By Michelle Koidin Jaffee

How does drinking alcohol affect the developing brains of adolescents? What is the impact of social, familial and biological factors on brain development during the pre-teen and teen years? Amid this period of great intellectual and emotional growth, how do culture and environment influence neurodevelopment and long-term outcomes?

University of Florida researchers are setting out to tackle these questions and more as part of a landmark National Institutes of Health study called ABCD — the Adolescent Brain Cognitive Development study. UF is one of 19 sites across the country that will follow some 10,000 children from ages 9-10 for 10 years, using advanced neuroimaging to examine brain structure and function, looking at academic achievement, cognitive skills and mental health and tracking use of alcohol, marijuana and other drugs.

With the $3.76 million NIH grant, UF is in the early phases of what will be the largest long-term U.S. study of brain development and child health. UF will recruit about 400 children over the next two years, while partner site University of Michigan will recruit another 575.

“This study is going to be the first of its kind,” says psychiatry Professor Sara Jo Nixon, co-director of the UF Center for Addiction Research and Education, which is part of the Evelyn F. and William L. McKnight Brain Institute. Nixon will serve as co-principal investigator with Linda B. Cottler, founding chair of the Department of Epidemiology.

“It will provide an amazing opportunity to examine brain development and developmental trajectories from adolescence to early adulthood,” Nixon says.

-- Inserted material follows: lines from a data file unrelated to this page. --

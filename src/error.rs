// error.rs

use thiserror::Error;

/// Failure of a history expansion. Either variant aborts the whole line.
#[derive(Debug, Clone, PartialEq, Eq, Error)]
pub enum ExpansionError {
    /// A trigger character was followed by text that is not a designator.
    #[error("{0}: bad event designator")]
    MalformedDesignator(String),
    /// The designator was well formed but nothing in history matched it.
    #[error("{0}: event not found")]
    HistoryReferenceNotFound(String),
}

#[derive(Clone, Copy, PartialEq, Eq, Debug)]
pub enum ExpansionErrorKind {
    MalformedDesignator,
    HistoryReferenceNotFound,
}

impl ExpansionError {
    pub fn kind(&self) -> ExpansionErrorKind {
        match self {
            ExpansionError::MalformedDesignator(_) => ExpansionErrorKind::MalformedDesignator,
            ExpansionError::HistoryReferenceNotFound(_) => {
                ExpansionErrorKind::HistoryReferenceNotFound
            }
        }
    }

    /// The designator text (or a short description) the error refers to.
    pub fn detail(&self) -> &str {
        match self {
            ExpansionError::MalformedDesignator(d) | ExpansionError::HistoryReferenceNotFound(d) => d,
        }
    }

    pub(crate) fn not_found(designator: impl Into<String>) -> Self {
        ExpansionError::HistoryReferenceNotFound(designator.into())
    }

    pub(crate) fn malformed(designator: impl Into<String>) -> Self {
        ExpansionError::MalformedDesignator(designator.into())
    }
}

The study is among a broad range of investigations being pursued by the Center for Addiction Research and Education, whose faculty has grown from 10 members in 2006 to 28 today. That surge reflects a new era for the field of addiction medicine, which recently acquired recognition as a dedicated medical specialty.

Investigations span the UF campus, involving multiple colleges and departments, and focus on diverse topics from how college drinking affects stimulant use to how cocaine affects dopamine levels.

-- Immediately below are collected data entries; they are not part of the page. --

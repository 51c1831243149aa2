use async_trait::async_trait;
use uuid::Uuid;

use crate::domain::recipe::errors::RecipeError;
use crate::domain::recipe::social::RecipeShare;
use crate::domain::shared::session::Session;

pub struct ShareRecipeParams {
    pub session: Session,
    pub recipe_id: Uuid,
    pub recipient_email: String,
}

#[async_trait]
pub trait ShareRecipeUseCase: Send + Sync {
    async fn execute(&self, params: ShareRecipeParams) -> Result<RecipeShare, RecipeError>;
}
/// Repository errors for domain layer.
/// Use code-style identifiers for all error variants for i18n compatibility.
#[derive(Debug, thiserror::Error)]
pub enum RepositoryError {
    /// Row is missing or outside the caller's ownership scope.
    #[error("repository.not_found")]
    NotFound,
    #[error("repository.persistence")]
    Persistence,
    /// A uniqueness constraint rejected the write.
    #[error("repository.duplicated")]
    Duplicated,
    #[error("repository.database_error")]
    DatabaseError,
}

impl RepositoryError {
    pub fn is_not_found(&self) -> bool {
        matches!(self, RepositoryError::NotFound)
    }
}
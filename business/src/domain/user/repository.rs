use async_trait::async_trait;

use crate::domain::errors::RepositoryError;
use crate::domain::shared::value_objects::UserId;

use super::model::User;

#[async_trait]
pub trait UserRepository: Send + Sync {
    async fn find_by_id(&self, id: &UserId) -> Result<Option<User>, RepositoryError>;
    /// Lookup by normalised (trimmed, lower-cased) email.
    async fn find_by_email(&self, email: &str) -> Result<Option<User>, RepositoryError>;
    /// Inserts a new user; `Duplicated` when the email is already registered.
    async fn save(&self, user: &User) -> Result<(), RepositoryError>;
}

Jane Aldrich, a professor of medicinal chemistry, says the center is one of the things that drew her to UF from the University of Kansas. A leading researcher in opiates, Aldrich was attracted to the potential synergy of interactions with faculty in pharmacology, physiology, pain management and related fields.

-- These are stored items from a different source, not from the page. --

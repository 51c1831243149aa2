use std::collections::HashMap;

use async_trait::async_trait;
use sqlx::{PgConnection, PgPool};
use uuid::Uuid;

use business::domain::errors::RepositoryError;
use business::domain::recipe::model::{Ingredient, Recipe, RecipeOverview, RecipeUpdate};
use business::domain::recipe::repository::RecipeRepository;
use business::domain::shared::scope::OwnerScope;

use super::entity::{IngredientEntity, RecipeEntity, RecipeItemEntity, RecipeSummaryEntity};
use crate::db::map_sqlx_error;

const SUMMARY_COLUMNS: &str = "r.id, r.user_id, r.name, r.created_at, r.updated_at, \
     (SELECT COUNT(*) FROM recipe_likes l WHERE l.recipe_id = r.id) AS like_count";

pub struct RecipeRepositoryPostgres {
    pool: PgPool,
}

impl RecipeRepositoryPostgres {
    pub fn new(pool: PgPool) -> Self {
        Self { pool }
    }

    /// Attaches ingredients to listing rows, keeping the listing order.
    async fn with_ingredients(
        &self,
        summaries: Vec<RecipeSummaryEntity>,
    ) -> Result<Vec<RecipeOverview>, RepositoryError> {
        if summaries.is_empty() {
            return Ok(Vec::new());
        }

        let ids: Vec<Uuid> = summaries.iter().map(|s| s.id).collect();
        let rows = sqlx::query_as::<_, IngredientEntity>(
            r#"SELECT ri.recipe_id, ri.amount,
                i.id, i.user_id, i.name, i.base_amount, i.amount_kind, i.price, i.state, i.created_at, i.updated_at
            FROM recipe_items ri
            JOIN items i ON i.id = ri.item_id
            WHERE ri.recipe_id = ANY($1)
            ORDER BY i.name ASC"#,
        )
        .bind(&ids)
        .fetch_all(&self.pool)
        .await
        .map_err(map_sqlx_error)?;

        let mut by_recipe: HashMap<Uuid, Vec<Ingredient>> = HashMap::new();
        for row in rows {
            by_recipe
                .entry(row.recipe_id)
                .or_default()
                .push(row.into_domain());
        }

        Ok(summaries
            .into_iter()
            .map(|summary| {
                let ingredients = by_recipe.remove(&summary.id).unwrap_or_default();
                summary.into_domain(ingredients)
            })
            .collect())
    }
}

const RECIPE_BY_OWNER: &str = r#"SELECT id, user_id, name, state, created_at, updated_at
    FROM recipes
    WHERE id = $1 AND user_id = $2 AND state = 'visible'"#;

fn recipe_query(lock: bool) -> String {
    if lock {
        format!("{RECIPE_BY_OWNER} FOR UPDATE")
    } else {
        RECIPE_BY_OWNER.to_string()
    }
}

/// Reads a visible recipe of the scope owner with its item rows. With `lock`
/// the recipe row stays locked until the surrounding transaction ends.
async fn load_recipe(
    conn: &mut PgConnection,
    id: Uuid,
    scope: &OwnerScope,
    lock: bool,
) -> Result<Option<Recipe>, RepositoryError> {
    let query = recipe_query(lock);
    let Some(entity) = sqlx::query_as::<_, RecipeEntity>(&query)
        .bind(id)
        .bind(scope.user_id().as_uuid())
        .fetch_optional(&mut *conn)
        .await
        .map_err(map_sqlx_error)?
    else {
        return Ok(None);
    };

    let items = sqlx::query_as::<_, RecipeItemEntity>(
        "SELECT recipe_id, item_id, amount FROM recipe_items WHERE recipe_id = $1 ORDER BY item_id",
    )
    .bind(id)
    .fetch_all(&mut *conn)
    .await
    .map_err(map_sqlx_error)?;

    Ok(Some(entity.into_domain(items)))
}

async fn insert_item_row(
    conn: &mut PgConnection,
    recipe_id: Uuid,
    item_id: Uuid,
    amount: &bigdecimal::BigDecimal,
) -> Result<(), RepositoryError> {
    sqlx::query("INSERT INTO recipe_items (recipe_id, item_id, amount) VALUES ($1, $2, $3)")
        .bind(recipe_id)
        .bind(item_id)
        .bind(amount)
        .execute(&mut *conn)
        .await
        .map_err(map_sqlx_error)?;
    Ok(())
}

#[async_trait]
impl RecipeRepository for RecipeRepositoryPostgres {
    async fn list_visible(
        &self,
        scope: &OwnerScope,
    ) -> Result<Vec<RecipeOverview>, RepositoryError> {
        let summaries = sqlx::query_as::<_, RecipeSummaryEntity>(&format!(
            "SELECT {SUMMARY_COLUMNS} FROM recipes r \
             WHERE r.user_id = $1 AND r.state = 'visible' ORDER BY r.name ASC"
        ))
        .bind(scope.user_id().as_uuid())
        .fetch_all(&self.pool)
        .await
        .map_err(map_sqlx_error)?;

        self.with_ingredients(summaries).await
    }

    async fn list_shared_with(
        &self,
        scope: &OwnerScope,
    ) -> Result<Vec<RecipeOverview>, RepositoryError> {
        let summaries = sqlx::query_as::<_, RecipeSummaryEntity>(&format!(
            "SELECT {SUMMARY_COLUMNS} FROM recipes r \
             JOIN recipe_shares s ON s.recipe_id = r.id \
             WHERE s.user_id = $1 AND s.status = 'accepted' AND r.state = 'visible' \
             ORDER BY r.name ASC"
        ))
        .bind(scope.user_id().as_uuid())
        .fetch_all(&self.pool)
        .await
        .map_err(map_sqlx_error)?;

        self.with_ingredients(summaries).await
    }

    async fn find_with_items(
        &self,
        id: Uuid,
        scope: &OwnerScope,
    ) -> Result<Option<Recipe>, RepositoryError> {
        let mut conn = self.pool.acquire().await.map_err(map_sqlx_error)?;
        load_recipe(&mut conn, id, scope, false).await
    }

    async fn create(&self, recipe: &Recipe) -> Result<Recipe, RepositoryError> {
        let mut tx = self.pool.begin().await.map_err(map_sqlx_error)?;

        sqlx::query(
            r#"INSERT INTO recipes (id, user_id, name, state, created_at, updated_at)
            VALUES ($1, $2, $3, $4, $5, $6)"#,
        )
        .bind(recipe.id)
        .bind(recipe.user_id.as_uuid())
        .bind(&recipe.name)
        .bind(recipe.state.to_string())
        .bind(recipe.created_at)
        .bind(recipe.updated_at)
        .execute(&mut *tx)
        .await
        .map_err(map_sqlx_error)?;

        for row in &recipe.items {
            insert_item_row(&mut tx, recipe.id, row.item_id, &row.amount).await?;
        }

        tx.commit().await.map_err(map_sqlx_error)?;
        Ok(recipe.clone())
    }

    async fn apply_changes(
        &self,
        update: &RecipeUpdate,
        scope: &OwnerScope,
    ) -> Result<Recipe, RepositoryError> {
        // Dropping `tx` on any early return rolls everything back
        let mut tx = self.pool.begin().await.map_err(map_sqlx_error)?;

        // Concurrent saves of the same recipe wait here for the previous commit
        let current = load_recipe(&mut tx, update.recipe_id, scope, true)
            .await?
            .ok_or(RepositoryError::NotFound)?;
        let diff = update.diff_against(&current);
        tracing::debug!(
            "Recipe {} diff: {} to create, {} to update, {} to delete",
            update.recipe_id,
            diff.to_create.len(),
            diff.to_update.len(),
            diff.to_delete.len()
        );

        sqlx::query("UPDATE recipes SET name = $1, updated_at = $2 WHERE id = $3")
            .bind(&update.name)
            .bind(update.updated_at)
            .bind(update.recipe_id)
            .execute(&mut *tx)
            .await
            .map_err(map_sqlx_error)?;

        let removed: Vec<Uuid> = diff.to_delete.iter().map(|l| l.item_id).collect();
        if !removed.is_empty() {
            sqlx::query("DELETE FROM recipe_items WHERE recipe_id = $1 AND item_id = ANY($2)")
                .bind(update.recipe_id)
                .bind(&removed)
                .execute(&mut *tx)
                .await
                .map_err(map_sqlx_error)?;
        }

        for line in &diff.to_update {
            sqlx::query("UPDATE recipe_items SET amount = $1 WHERE recipe_id = $2 AND item_id = $3")
                .bind(&line.amount)
                .bind(update.recipe_id)
                .bind(line.item_id)
                .execute(&mut *tx)
                .await
                .map_err(map_sqlx_error)?;
        }

        for line in &diff.to_create {
            insert_item_row(&mut tx, update.recipe_id, line.item_id, &line.amount).await?;
        }

        let recipe = load_recipe(&mut tx, update.recipe_id, scope, false)
            .await?
            .ok_or(RepositoryError::NotFound)?;

        tx.commit().await.map_err(map_sqlx_error)?;
        Ok(recipe)
    }

    async fn archive(&self, id: Uuid, scope: &OwnerScope) -> Result<(), RepositoryError> {
        let result = sqlx::query(
            r#"UPDATE recipes SET state = 'archived', updated_at = NOW()
            WHERE id = $1 AND user_id = $2 AND state = 'visible'"#,
        )
        .bind(id)
        .bind(scope.user_id().as_uuid())
        .execute(&self.pool)
        .await
        .map_err(map_sqlx_error)?;

        if result.rows_affected() == 0 {
            return Err(RepositoryError::NotFound);
        }
        Ok(())
    }
}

Aldrich’s lab predominantly makes new compounds, focusing on those that act at opiate receptors, with the goals of both treating addiction and treating pain with less potential for abuse and other serious side effects compared with current drugs.

High-profile deaths like that of Prince have put the issue of opioid misuse and abuse in the national spotlight, and even as treatment options expand, the need continues to grow. An analysis of health-care claims for treatment of opioid dependence showed a 3,000 percent increase from 2007 to 2014, according to UF psychologist Lisa J. Merlo and psychiatrist William Greene.

The current focus in Aldrich’s lab is how to prevent stress-induced relapse to drug use.

“If you ever knew someone who smoked and quit, and then something stressful happens in life — they lose a job, break up with a girlfriend, what happens? They go back to smoking in many cases,” Aldrich says. “The same happens for other addictive substances as well.”

Her lab is testing compounds that block “kappa” receptors in the brain — receptors that cause dysphoria, or a state of unease and dissatisfaction.

“There is a lot of evidence that activation of these kappa receptors may be involved in a number of stress responses, so if you can block that activation, you would block this miserable feeling and drug-seeking behavior,” Aldrich says.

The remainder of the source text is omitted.